» **TASK OBJECTIVE**
Check each line of the data for "RouteSummary", and copy the ones that have it.

(Stored data)

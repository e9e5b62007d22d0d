//! Routen-Geometrie und Zusammenfassung (Distanz/Fahrzeit).

use super::{LatLng, MarkerKey};

/// Geometrie einer berechneten Route als Polyline.
#[derive(Debug, Clone, Default, PartialEq)]
pub struct RoutePath {
    /// Stützpunkte in Fahrtrichtung
    pub points: Vec<LatLng>,
}

impl RoutePath {
    /// Erstellt einen Pfad aus Stützpunkten
    pub fn new(points: Vec<LatLng>) -> Self {
        Self { points }
    }

    /// Anzahl der Stützpunkte
    pub fn len(&self) -> usize {
        self.points.len()
    }

    /// Gibt `true` zurück, wenn der Pfad keine Punkte hat.
    pub fn is_empty(&self) -> bool {
        self.points.is_empty()
    }

    /// Umschließendes Rechteck `(südwest, nordost)` der endlichen Punkte.
    pub fn bounds(&self) -> Option<(LatLng, LatLng)> {
        let mut points = self.points.iter().filter(|p| p.is_finite());
        let first = *points.next()?;
        Some(points.fold((first, first), |(sw, ne), p| {
            (
                LatLng::new(sw.lat.min(p.lat), sw.lng.min(p.lng)),
                LatLng::new(ne.lat.max(p.lat), ne.lng.max(p.lng)),
            )
        }))
    }
}

/// Ergebnis der Routing-Engine für eine Anfrage.
#[derive(Debug, Clone, PartialEq)]
pub struct RouteResponse {
    /// Pfad-Geometrie
    pub path: RoutePath,
    /// Gesamtdistanz in Metern
    pub total_distance_m: f64,
    /// Gesamtfahrzeit in Sekunden
    pub total_time_s: f64,
}

/// Abgeleitete Zusammenfassung der aktiven Route (Route-Guide-Panel).
#[derive(Debug, Clone, PartialEq, Eq)]
pub struct RouteSummary {
    /// Name des Ziel-Markers
    pub target_name: String,
    /// Schlüssel des Ziel-Markers (für Hervorhebung in der Liste)
    pub target: MarkerKey,
    /// Distanz in km, auf eine Nachkommastelle gerundet (z.B. `"12.3"`)
    pub distance_km: String,
    /// Fahrzeit in ganzen Minuten (z.B. `"15"`)
    pub eta_minutes: String,
}

impl RouteSummary {
    /// Leitet die Zusammenfassung aus den Metriken der Routing-Engine ab.
    pub fn from_metrics(
        target_name: impl Into<String>,
        target: MarkerKey,
        total_distance_m: f64,
        total_time_s: f64,
    ) -> Self {
        // Halbe Zehntel runden aufwärts (f64::round), nicht zur geraden Ziffer.
        let tenths_km = (total_distance_m / 100.0).round();
        let minutes = (total_time_s / 60.0).round();

        Self {
            target_name: target_name.into(),
            target,
            distance_km: format!("{:.1}", tenths_km / 10.0),
            eta_minutes: format!("{}", minutes as i64),
        }
    }

    /// Distanz mit Einheit, z.B. `12.3 km`
    pub fn distance_label(&self) -> String {
        format!("{} km", self.distance_km)
    }

    /// Fahrzeit mit Einheit, z.B. `15 min`
    pub fn eta_label(&self) -> String {
        format!("{} min", self.eta_minutes)
    }
}

#[cfg(test)]
mod tests {
    use super::*;

    fn key() -> MarkerKey {
        MarkerKey::new(10.0, 123.0)
    }

    #[test]
    fn test_summary_rounds_distance_to_one_decimal() {
        let summary = RouteSummary::from_metrics("Carcar City", key(), 12_345.0, 900.0);
        assert_eq!(summary.distance_km, "12.3");
        assert_eq!(summary.distance_label(), "12.3 km");
    }

    #[test]
    fn test_summary_rounds_half_tenths_up() {
        let summary = RouteSummary::from_metrics("X", key(), 250.0, 0.0);
        assert_eq!(summary.distance_km, "0.3");
    }

    #[test]
    fn test_summary_rounds_minutes() {
        let summary = RouteSummary::from_metrics("X", key(), 1000.0, 89.0);
        assert_eq!(summary.eta_minutes, "1");
        assert_eq!(summary.eta_label(), "1 min");

        let summary = RouteSummary::from_metrics("X", key(), 1000.0, 90.0);
        assert_eq!(summary.eta_minutes, "2");
    }

    #[test]
    fn test_zero_length_route() {
        let summary = RouteSummary::from_metrics("Here", key(), 0.0, 0.0);
        assert_eq!(summary.distance_label(), "0.0 km");
        assert_eq!(summary.eta_label(), "0 min");
    }

    #[test]
    fn test_bounds_cover_all_points() {
        let path = RoutePath::new(vec![
            LatLng::new(10.3157, 123.8854),
            LatLng::new(10.0, 123.9),
            LatLng::new(10.2, 123.0),
        ]);

        let (south_west, north_east) = path.bounds().expect("Rechteck erwartet");

        assert_eq!(south_west, LatLng::new(10.0, 123.0));
        assert_eq!(north_east, LatLng::new(10.3157, 123.9));
        assert_eq!(RoutePath::default().bounds(), None);
    }
}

» **RESULT OF THIS TASK**
pub struct RouteSummary {
impl RouteSummary {
        let summary = RouteSummary::from_metrics("Carcar City", key(), 12_345.0, 900.0);
        let summary = RouteSummary::from_metrics("X", key(), 250.0, 0.0);
        let summary = RouteSummary::from_metrics("X", key(), 1000.0, 89.0);
        let summary = RouteSummary::from_metrics("X", key(), 1000.0, 90.0);
        let summary = RouteSummary::from_metrics("Here", key(), 0.0, 0.0);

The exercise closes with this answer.